This file can be loaded and visualised subsequently in CeLaVi, with
the original coordinates and annotation files.
Collapse/Expand tree
Tree depth
Delete extra cells
Render all/some branches
The 3D visualisation is implemented using the 3D scatterplot function of plotly.js, a visualisation library based on d3.js and stack.gl For more information on the plotly.js visualisation library visit https://plot.ly/javascript/.
When a file of 3D cell locations has been uploaded, the positions of all cells are shown in the 3D viewer on the right hand side of the screen. It is possible to Zoom in/out by using the scroll wheel of the mouse, to rotate by left-clicking and dragging, and to pan the 3D scatterplot by right-clicking and dragging the mouse.

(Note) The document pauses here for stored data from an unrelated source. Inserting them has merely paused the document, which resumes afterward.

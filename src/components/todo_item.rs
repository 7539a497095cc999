//! Todo Item Component
//!
//! One row: completion checkbox, plain-text content, edit and delete
//! actions. Editing swaps the content for an inline form.

use leptos::prelude::*;

use crate::components::TodoEditForm;
use crate::context::use_app_context;
use crate::reconcile::TodoRow;

#[component]
pub fn TodoItem(row: TodoRow) -> impl IntoView {
    let ctx = use_app_context();
    let (editing, set_editing) = signal(false);
    let (checked, set_checked) = signal(row.completed);

    let id = row.id;
    let completed = row.completed;
    let title = row.title.clone();

    let on_toggle = {
        let ctx = ctx.clone();
        move |ev: web_sys::Event| {
            let to_completed = event_target_checked(&ev);
            set_checked.set(to_completed);
            ctx.spawn(move |controller| async move {
                // a rejected toggle leaves the row unchanged, so put the box back
                if !controller.toggle(id, to_completed).await {
                    set_checked.set(!to_completed);
                }
            });
        }
    };

    let on_delete = move |_| {
        let title = title.clone();
        ctx.spawn(move |controller| async move { controller.remove(id, &title).await });
    };

    let content = move || {
        if editing.get() {
            return view! { <TodoEditForm row=row.clone() set_editing=set_editing /> }.into_any();
        }
        let priority = row.priority_label.clone();
        view! {
            <div class="todo-content">
                <div class="todo-title">{row.title.clone()}</div>
                {row.description.clone().map(|description| view! {
                    <div class="todo-description">{description}</div>
                })}
                <div class="todo-meta">
                    {row.due_label.clone().map(|due| view! {
                        <span class="due-at">{format!("due: {}", due)}</span>
                    })}
                    <span class=format!("priority-badge priority-{}", priority)>{priority.clone()}</span>
                    <span class="created-at">{row.created_label.clone()}</span>
                    {row.completed_label.clone().map(|done| view! {
                        <span class="completed-at">{format!("done: {}", done)}</span>
                    })}
                </div>
            </div>
        }
        .into_any()
    };

    view! {
        <li class=if completed { "todo-item completed" } else { "todo-item" } data-id=id.to_string()>
            <input type="checkbox" class="todo-checkbox" prop:checked=move || checked.get() on:change=on_toggle />

            {content}

            <div class="todo-actions">
                <Show when=move || !editing.get()>
                    <button type="button" class="btn btn-edit" on:click=move |_| set_editing.set(true)>
                        "Edit"
                    </button>
                </Show>
                <button type="button" class="btn btn-delete" on:click=on_delete>
                    "Delete"
                </button>
            </div>
        </li>
    }
}
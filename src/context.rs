//! Application Context
//!
//! The controller is created once the bridge is ready and shared with every
//! component through the Leptos Context API.

use std::sync::Arc;

use leptos::prelude::*;
use leptos::task::spawn_local;

use crate::commands::TauriBridge;
use crate::controller::TodoController;
use crate::store::StoreSurface;

pub type WebController = TodoController<TauriBridge, StoreSurface>;

/// Shared handle to the view controller
#[derive(Clone)]
pub struct AppContext {
    controller: Arc<WebController>,
}

impl AppContext {
    pub fn new(controller: Arc<WebController>) -> Self {
        Self { controller }
    }

    pub fn controller(&self) -> &WebController {
        &self.controller
    }

    /// Run an async controller action on the browser event loop
    pub fn spawn<F, Fut>(&self, action: F)
    where
        F: FnOnce(Arc<WebController>) -> Fut,
        Fut: std::future::Future<Output = ()> + 'static,
    {
        spawn_local(action(self.controller.clone()));
    }
}

pub fn use_app_context() -> AppContext {
    use_context::<AppContext>().expect("AppContext should be provided")
}
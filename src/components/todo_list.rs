//! Todo List Component
//!
//! Renders the rows last produced by the controller, plus the loading and
//! empty-state indicators.

use leptos::prelude::*;

use crate::components::TodoItem;
use crate::store::{use_app_store, AppStateStoreFields};

/// The empty-state hint waits for the fetch to finish
fn empty_state_visible(no_rows: bool, loading: bool) -> bool {
    no_rows && !loading
}

#[component]
pub fn TodoList() -> impl IntoView {
    let store = use_app_store();

    view! {
        <Show when=move || store.loading().get()>
            <div class="loading">"Loading..."</div>
        </Show>

        <Show when=move || empty_state_visible(store.rows().read().is_empty(), store.loading().get())>
            <div class="empty-state">"Nothing to show here."</div>
        </Show>

        <ul class="todo-list">
            <For
                each=move || store.rows().get()
                key=|row| {
                    // every displayed field, so an edited row re-renders
                    (
                        row.id,
                        row.title.clone(),
                        row.description.clone(),
                        row.priority_label.clone(),
                        row.completed,
                        row.created_label.clone(),
                        row.due_label.clone(),
                        row.completed_label.clone(),
                    )
                }
                children=move |row| view! { <TodoItem row=row /> }
            />
        </ul>
    }
}

#[cfg(test)]
mod tests {
    use super::*;

    #[test]
    fn test_empty_state_hidden_while_loading() {
        assert!(!empty_state_visible(true, true));
        assert!(empty_state_visible(true, false));
        assert!(!empty_state_visible(false, false));
        assert!(!empty_state_visible(false, true));
    }
}
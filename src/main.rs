//! Todo View Entry Point

mod app;
mod commands;
mod components;
mod config;
mod context;
mod controller;
mod error;
mod models;
mod readiness;
mod reconcile;
mod store;
#[cfg(test)]
mod testing;

use app::App;
use config::AppConfig;
use leptos::prelude::*;

fn main() {
    console_error_panic_hook::set_once();
    let config = AppConfig::load();
    if let Err(e) = console_logger::init(console_logger::parse_level(&config.log_level)) {
        web_sys::console::warn_1(&format!("[app] logger already set: {}", e).into());
    }
    log::info!("[app] starting todo view");
    mount_to_body(move || view! { <App config=config /> });
}
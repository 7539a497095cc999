//! Todo Edit Form Component
//!
//! Inline form submitting title, description and priority in one go. The
//! controller works out which fields actually changed.

use leptos::prelude::*;

use crate::context::use_app_context;
use crate::models::{Priority, TodoEdit};
use crate::reconcile::TodoRow;

#[component]
pub fn TodoEditForm(row: TodoRow, set_editing: WriteSignal<bool>) -> impl IntoView {
    let ctx = use_app_context();
    let id = row.id;

    let (title, set_title) = signal(row.title.clone());
    let (description, set_description) = signal(row.description.clone().unwrap_or_default());
    let (priority, set_priority) = signal(row.priority_label.clone());

    // Keep a priority the host sent but the client doesn't know selectable,
    // so saving an untouched form doesn't rewrite it.
    let mut options: Vec<String> = Priority::ALL.iter().map(|p| p.as_str().to_string()).collect();
    if Priority::parse(&row.priority_label).is_none() {
        options.push(row.priority_label.clone());
    }

    let on_submit = move |ev: web_sys::SubmitEvent| {
        ev.prevent_default();
        let edit = TodoEdit {
            title: title.get_untracked(),
            description: description.get_untracked(),
            priority: priority.get_untracked(),
        };
        set_editing.set(false);
        ctx.spawn(move |controller| async move { controller.update(id, &edit).await });
    };

    view! {
        <form class="todo-edit-form" on:submit=on_submit>
            <input
                type="text"
                class="todo-edit-title"
                prop:value=move || title.get()
                on:input=move |ev| set_title.set(event_target_value(&ev))
            />
            <textarea
                class="todo-edit-description"
                placeholder="Leave blank for none"
                prop:value=move || description.get()
                on:input=move |ev| set_description.set(event_target_value(&ev))
            />
            <select class="todo-edit-priority" on:change=move |ev| set_priority.set(event_target_value(&ev))>
                {options.into_iter().map(|option| {
                    let value = option.clone();
                    let attr_value = option.clone();
                    view! {
                        <option value=attr_value prop:selected=move || priority.get() == value>
                            {option}
                        </option>
                    }
                }).collect_view()}
            </select>
            <button type="submit" class="btn btn-save">"Save"</button>
            <button type="button" class="btn btn-cancel" on:click=move |_| set_editing.set(false)>
                "Cancel"
            </button>
        </form>
    }
}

The user can modify some features of the 3D viewer area using the "3D
cell controls" panel, located in the bottom right of the 3D viewer
area.
On the left, the "Reset colors" button resets the colour of the cells
in both the lineage and 3D viewer to the default (light grey). The
“Reset clones” button deletes the saved list of clones.
The size of the cells can be modified using the “Cell size” input box
either by changing the size of the cells in a stepwise manner using
the arrow buttons or by typing an integer value.
There are also 2 checkboxes in this section: 1) The “Show Axes”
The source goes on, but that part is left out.